Section 4. Pond 1 as Joint Use Pond.
A. It is expressly agreed that Pond 1 shall be a joint use retention pond for
the benefit of the Developer and the City and that Pond 1 will be designed and sized to
accommodate the same volume for which the Existing Pond has capacity and the contributing
portion of the Glenfinnan Project.
B. Developer shall own and maintain Pond 1, at its sole cost and expense,
in accordance with all applicable permits now or hereafter issued by St. Johns River Water
Management District ("SJRWMD"); provided, however, that such ownership and maintenance
responsibility shall, at the time of platting, be transferred and assigned to the Homeowners'
Association for the Glenfinnan Project.
Section 5. Right of City to Maintain.
A. To the extent that the Developer or the Homeowners' Association has the
responsibility to maintain Pond 1, Pond 4 and the Right-of-Way Land and fails to do so within
thirty (30) days notice from the City of any such failure to maintain, the City shall have the
right but not the obligation to enter Tract A, Tract F and the Right-of-Way Land and maintain
Pond 1, Pond 4 and the Right-of-Way Land, respectively.

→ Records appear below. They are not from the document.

//! imageforged - the image composition daemon
//!
//! Opens the blueprint store and the resolver handle, recovers the build
//! queue from any unclean shutdown, starts the single background worker, and
//! serves the HTTP API until interrupted.

use std::path::PathBuf;
use std::sync::atomic::{AtomicBool, Ordering};
use std::sync::{Arc, Mutex};
use std::time::Duration;

use anyhow::{Context, Result};
use clap::Parser;
use tracing::info;

use imageforge::api::{self, AppState};
use imageforge::config::Config;
use imageforge::queue::{Queue, Worker};
use imageforge::resolver::{ResolverHandle, SourceStore};
use imageforge::store::BlueprintStore;

/// Image composition service daemon
#[derive(Parser)]
#[command(name = "imageforged")]
#[command(about = "Turn blueprints into queued, reproducible image builds")]
#[command(version = env!("CARGO_PKG_VERSION"))]
struct Cli {
    /// Configuration file path
    #[arg(short, long)]
    config: Option<PathBuf>,

    /// Log level (trace, debug, info, warn, error)
    #[arg(short, long, default_value = "info")]
    log_level: String,
}

#[tokio::main]
async fn main() -> Result<()> {
    let cli = Cli::parse();

    let log_level = match cli.log_level.as_str() {
        "trace" => tracing::Level::TRACE,
        "debug" => tracing::Level::DEBUG,
        "info" => tracing::Level::INFO,
        "warn" => tracing::Level::WARN,
        "error" => tracing::Level::ERROR,
        _ => tracing::Level::INFO,
    };
    tracing_subscriber::fmt().with_max_level(log_level).init();

    let cfg = Arc::new(Config::load(cli.config.as_deref()).context("loading configuration")?);

    // Single-threaded initialization of the process-wide state.
    let store = BlueprintStore::open(&cfg.paths.repo_dir).context("opening blueprint store")?;
    let sources = SourceStore::new(cfg.system_sources_dir(), cfg.user_sources_dir());
    let resolver = ResolverHandle::open(
        sources,
        Duration::from_secs(cfg.resolver.metadata_expire_secs),
    )
    .context("opening package database")?;
    let queue = Queue::open(&cfg.paths.lib_dir).context("opening build queue")?;

    // Reclassify builds orphaned by an unclean shutdown before accepting
    // new work.
    queue.recover().context("recovering build queue")?;

    let state = AppState {
        cfg: cfg.clone(),
        store: Arc::new(Mutex::new(store)),
        resolver: Arc::new(Mutex::new(resolver)),
        queue: queue.clone(),
    };

    // The single background worker. It runs builds on a blocking thread and
    // drains on shutdown.
    let running = Arc::new(AtomicBool::new(true));
    let worker = Worker::new(cfg.clone(), queue);
    let worker_flag = running.clone();
    let worker_task = tokio::task::spawn_blocking(move || worker.run(&worker_flag));

    let addr = format!("{}:{}", cfg.api.host, cfg.api.port);
    let listener = tokio::net::TcpListener::bind(&addr)
        .await
        .with_context(|| format!("binding {addr}"))?;
    info!(%addr, version = imageforge::VERSION, "imageforged listening");

    axum::serve(listener, api::router(state))
        .with_graceful_shutdown(async {
            let _ = tokio::signal::ctrl_c().await;
            info!("shutting down");
        })
        .await
        .context("serving API")?;

    running.store(false, Ordering::SeqCst);
    worker_task.await.context("joining worker")?;

    Ok(())
}
//! On-disk package source configuration
//!
//! Sources are one-TOML-file-per-source: distribution-shipped sources live in
//! a read-only system directory, operator-added sources in a writable user
//! directory. A user source may not shadow or delete a system source.

use std::fs;
use std::path::{Path, PathBuf};

use serde::{Deserialize, Serialize};
use url::Url;

use super::ResolverError;

/// How a source's url is interpreted by the installer.
#[derive(Debug, Clone, Copy, Default, PartialEq, Eq, Serialize, Deserialize)]
pub enum SourceType {
    #[default]
    #[serde(rename = "yum-baseurl")]
    YumBaseurl,
    #[serde(rename = "yum-metalink")]
    YumMetalink,
    #[serde(rename = "yum-mirrorlist")]
    YumMirrorlist,
}

/// A package repository definition.
#[derive(Debug, Clone, PartialEq, Serialize, Deserialize)]
pub struct Source {
    pub name: String,
    #[serde(rename = "type")]
    pub source_type: SourceType,
    pub url: String,
    #[serde(default, skip_serializing_if = "Option::is_none")]
    pub proxy: Option<String>,
    #[serde(default = "default_true")]
    pub check_ssl: bool,
    #[serde(default)]
    pub check_gpg: bool,
    #[serde(default, skip_serializing_if = "Vec::is_empty")]
    pub gpgkey_urls: Vec<String>,
    #[serde(default, skip_serializing_if = "Option::is_none")]
    pub sslcacert: Option<String>,
    #[serde(default, skip_serializing_if = "Option::is_none")]
    pub sslclientcert: Option<String>,
    #[serde(default, skip_serializing_if = "Option::is_none")]
    pub sslclientkey: Option<String>,
    /// System sources are shipped with the distribution and are immutable.
    #[serde(default)]
    pub system: bool,
    #[serde(default = "default_true")]
    pub enabled: bool,
}

fn default_true() -> bool {
    true
}

impl Default for Source {
    fn default() -> Self {
        Self {
            name: String::new(),
            source_type: SourceType::default(),
            url: String::new(),
            proxy: None,
            check_ssl: true,
            check_gpg: false,
            gpgkey_urls: Vec::new(),
            sslcacert: None,
            sslclientcert: None,
            sslclientkey: None,
            system: false,
            enabled: true,
        }
    }
}

impl Source {
    /// Validate the source url. Only schemes the installer can actually
    /// fetch from are accepted.
    pub fn validate(&self) -> Result<(), ResolverError> {
        let parsed = Url::parse(&self.url).map_err(|e| ResolverError::InvalidUrl {
            url: self.url.clone(),
            reason: e.to_string(),
        })?;
        match parsed.scheme() {
            "http" | "https" | "file" => Ok(()),
            other => Err(ResolverError::InvalidUrl {
                url: self.url.clone(),
                reason: format!("unsupported scheme '{other}'"),
            }),
        }
    }

    /// The local metadata directory for `file://` sources.
    pub fn local_path(&self) -> Option<PathBuf> {
        let parsed = Url::parse(&self.url).ok()?;
        if parsed.scheme() == "file" {
            parsed.to_file_path().ok()
        } else {
            None
        }
    }
}

/// The pair of source directories making up the configured universe.
#[derive(Debug, Clone)]
pub struct SourceStore {
    system_dir: PathBuf,
    user_dir: PathBuf,
}

impl SourceStore {
    pub fn new(system_dir: PathBuf, user_dir: PathBuf) -> Self {
        Self { system_dir, user_dir }
    }

    fn read_dir_sources(dir: &Path, system: bool) -> Result<Vec<Source>, ResolverError> {
        let mut sources = Vec::new();
        if !dir.is_dir() {
            return Ok(sources);
        }
        let mut entries: Vec<PathBuf> = fs::read_dir(dir)?
            .filter_map(|e| e.ok())
            .map(|e| e.path())
            .filter(|p| p.extension().map(|e| e == "toml").unwrap_or(false))
            .collect();
        entries.sort();
        for path in entries {
            let text = fs::read_to_string(&path)?;
            let mut source: Source = toml::from_str(&text)?;
            if system {
                source.system = true;
            }
            sources.push(source);
        }
        Ok(sources)
    }

    /// All configured sources, system first, each set sorted by file name.
    pub fn all(&self) -> Result<Vec<Source>, ResolverError> {
        let mut sources = Self::read_dir_sources(&self.system_dir, true)?;
        // A user file may not shadow a system source.
        let user = Self::read_dir_sources(&self.user_dir, false)?;
        for s in user {
            if !sources.iter().any(|sys| sys.name == s.name) {
                sources.push(s);
            }
        }
        Ok(sources)
    }

    /// The enabled sources in reference order.
    pub fn enabled(&self) -> Result<Vec<Source>, ResolverError> {
        Ok(self.all()?.into_iter().filter(|s| s.enabled).collect())
    }

    /// Source names, sorted.
    pub fn list(&self) -> Result<Vec<String>, ResolverError> {
        let mut names: Vec<String> = self.all()?.into_iter().map(|s| s.name).collect();
        names.sort();
        Ok(names)
    }

    pub fn get(&self, name: &str) -> Result<Source, ResolverError> {
        self.all()?
            .into_iter()
            .find(|s| s.name == name)
            .ok_or_else(|| ResolverError::UnknownSource(name.to_string()))
    }

    /// Add or replace a user source. Validation happens before anything is
    /// written; a source that fails validation is not persisted.
    pub fn add(&self, source: &Source) -> Result<(), ResolverError> {
        source.validate()?;
        if self
            .all()?
            .iter()
            .any(|s| s.system && s.name == source.name)
        {
            return Err(ResolverError::SystemSource(source.name.clone()));
        }
        fs::create_dir_all(&self.user_dir)?;
        let path = self.user_dir.join(format!("{}.toml", source.name));
        fs::write(path, toml::to_string_pretty(source)?)?;
        Ok(())
    }

    pub fn delete(&self, name: &str) -> Result<(), ResolverError> {
        if self.all()?.iter().any(|s| s.system && s.name == name) {
            return Err(ResolverError::SystemSource(name.to_string()));
        }
        let path = self.user_dir.join(format!("{name}.toml"));
        if !path.exists() {
            return Err(ResolverError::UnknownSource(name.to_string()));
        }
        fs::remove_file(path)?;
        Ok(())
    }
}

If the City exercises this right, the
then owner of said lands shall reimburse the City for the cost of such maintenance within
fifteen (15) days of receipt of written notice of the reimbursement amount. If the then Owner
of said lands fails to reimburse the City, then the City shall be entitled to pursue all remedies
available at law or in equity to recover any monies spent by the City and shall be entitled to
interest thereon at the rate of 18% per annum.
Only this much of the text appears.